«…Как нравится вам рядиться в одежды отшельника и делать вид, будто ваша жизнь – жертва чему-то высокому. Как легко отдавать то, чего у вас нет, как если бы какой-нибудь дикарь должен был отказаться от Шекспира или от Чайковского…»
– Ну, это уж слишком, сравнение с дикарём, – Павел Иванович покраснел, вернее, он почувствовал не сиюмиинутный жар, а словно вспомнил, как обожгло его лет десять назад, когда он услышал несколько фраз, оброненных ею как бы нехотя, и они задели его – так же, как сейчас.
Закрыв глаза, он мысленно вернулся в тот давний маленький кабинет редакции, где их столкнул случай. И тогда его поразила дерзкая искренность её суждений. Всё внешнее в этой женщине отступало на второй план, удивлял мужской проницательный ум, порывистость и полное пренебрежение к кокетству. При этом всё в мире страстно увлекало её – она рассказывала о лошадях, играла Шопена и Баха так проникновенно и с таким чувством, что у него останавливалось дыхание от блаженства слушать её…
Павел Иванович некоторое время сидел молча, затем открыл глаза и машинально дёрнул письмо на себя, оно порвалось, но всё ещё держалось на одной металлической дужке, и он тут же поправил письмо, посчитав нелепым бороться с листком бумаги, и этот бережный жест успокоил его.
«…Когда-то вы восхищали меня, мне было дорого ваше удивление, меня приводила в восторг ваша способность ходить по земле и не касаться её. Но потом я поняла, что быть идеалистом – так я называла вас – гораздо проще, нежели не на словах, а на деле создавать нечто идеальное…»
– Даже в любовном письме она не могла не рассуждать на отвлечённые темы. И в этом была её женская непрактичность, вернее, её тактическая ошибка, ведь там, где она могла бы добиться, впрочем, этот глагол для неё был явно неуместен, уж не добиваться власти над ним, нет, скорее, принести свободу ему. Но для этого ей надо было позволить себе быть слабой, беззащитной рядом с ним, просто женщиной, а не философом в юбке. Если бы он почувствовал себя властелином её жизни! И тогда прямоугольно-плоская проза заведённого уклада жизни сменилась бы поэзией…
Увы, современные интеллектуалки потеряли способность вести витиеватую игру в незащищённую покорность, лишь немногие умеют, покоряясь, побеждать.
Крикливые феминистки разрушили старый уклад жизни, что-то вроде нынешней перестройки с неожиданными последствиями – брошенные в роддомах дети и повальный женский алкоголизм вместо интеллектуального и духовного возрождения, и потеряли владыку, но и защитника мужчину.

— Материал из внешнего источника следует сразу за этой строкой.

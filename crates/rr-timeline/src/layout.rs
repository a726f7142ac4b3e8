//! Chart geometry.

use serde::{Deserialize, Serialize};

use crate::raster::Rect;

/// Image padding on each side.
#[derive(Debug, Clone, Copy, PartialEq, Serialize, Deserialize)]
pub struct Padding {
    pub top: f64,
    pub right: f64,
    pub bottom: f64,
    pub left: f64,
}

/// Column and row sizes for the timeline chart.
#[derive(Debug, Clone, Copy, PartialEq, Serialize, Deserialize)]
#[serde(default)]
pub struct Layout {
    /// Top padding leaves room for the two rows of tick labels.
    pub padding: Padding,
    pub row_height: f64,
    pub headline_width: f64,
    pub timeline_width: f64,
    /// Thickness of a presence bar within its row.
    pub online_bar_width: f64,
}

impl Default for Layout {
    fn default() -> Self {
        Self {
            padding: Padding {
                top: 40.0,
                right: 10.0,
                bottom: 10.0,
                left: 10.0,
            },
            row_height: 70.0,
            headline_width: 100.0,
            timeline_width: 900.0,
            online_bar_width: 20.0,
        }
    }
}

/// Widest height-to-width ratio before the timeline column is stretched (4:3).
const MAX_ASPECT: f64 = 3.0 / 4.0;

/// Resolved positions for one render.
#[derive(Debug, Clone, PartialEq)]
pub struct Geometry {
    pub width: u32,
    pub height: u32,
    /// Avatar column spanning all rows.
    pub headline: Rect,
    /// Chart area spanning all rows.
    pub timeline: Rect,
    pub row_height: f64,
    pub bar_thickness: f64,
}

impl Geometry {
    /// Headline cell for row `index`.
    pub fn headline_cell(&self, index: usize) -> Rect {
        Rect::new(
            self.headline.x,
            self.row_top(index),
            self.headline.w,
            self.row_height,
        )
    }

    /// Timeline cell for row `index`.
    pub fn timeline_cell(&self, index: usize) -> Rect {
        Rect::new(
            self.timeline.x,
            self.row_top(index),
            self.timeline.w,
            self.row_height,
        )
    }

    /// X coordinate of fractional position `fraction` along the time axis.
    pub fn x_at(&self, fraction: f64) -> f64 {
        self.timeline.x + self.timeline.w * fraction.clamp(0.0, 1.0)
    }

    fn row_top(&self, index: usize) -> f64 {
        self.timeline.y + self.row_height * index as f64
    }
}

impl Layout {
    /// Lays out `rows` participant rows.
    ///
    /// The right margin also reserves `online_bar_width` so the last tick
    /// label is not cut off.
    pub fn geometry(&self, rows: usize) -> Geometry {
        let p = self.padding;
        let base_width =
            p.left + self.headline_width + self.timeline_width + self.online_bar_width + p.right;
        let height = p.top + self.row_height * rows as f64 + p.bottom;

        let mut timeline_width = self.timeline_width;
        if height / base_width > MAX_ASPECT {
            timeline_width += height / MAX_ASPECT - base_width;
        }
        let width = base_width - self.timeline_width + timeline_width;

        let body_height = self.row_height * rows as f64;
        Geometry {
            width: width.ceil() as u32,
            height: height.ceil() as u32,
            headline: Rect::new(p.left, p.top, self.headline_width, body_height),
            timeline: Rect::new(
                p.left + self.headline_width,
                p.top,
                timeline_width,
                body_height,
            ),
            row_height: self.row_height,
            bar_thickness: self.online_bar_width.min(self.row_height),
        }
    }
}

Совесть и ответственность исчезли из отношений новой генерации «свободных» мальчиков и девочек и незаметно перешли в поколение сорокалетних, заражённых цинизмом как новой венерической болезнью.
Но где-то в хаосе и полной неразберихе между полами, будто из навозной кучи, вдруг прорывается цветок подлинной и необъяснимой любви и, несмотря на свою хрупкость и незащищённость, открывает заново законы Добра и Красоты.
– Чушь всё это, красивенькая чушь, – сказал он себе вслух. Куда бы он делся со своими статьями, докладами, конференциями? Вся его жизнь была расписана по минутам и не оставляла места для свободного волеизъявления. Порядок не нарушался ни в юности, ни сейчас, когда время жизни приблизило его к зениту, и сын существовал не во сне, а наяву… Этот дорогой маленький человечек, избалованный его безмерной любовью, и жена была рядом, как прародительница его плоти, его удобная заводная игрушка, которую можно было включать и выключать как приёмник.
Но оставалась мечта о переселении своей души в тело ребёнка, почти религиозный экстаз воспитателя, но что-то ускользало, не поддавалось, превращалось в миф. Наверно, от того, что любовь к сыну заслоняла от него здоровую любовь к самому себе и к своей жене. И только в семьях, где не отделяют одно бытие от другого, где не ждут будущего, а живут, волнуясь каждый день и каждое мгновение, не порабощая себя любовью к детям… И это открылось ему через неё.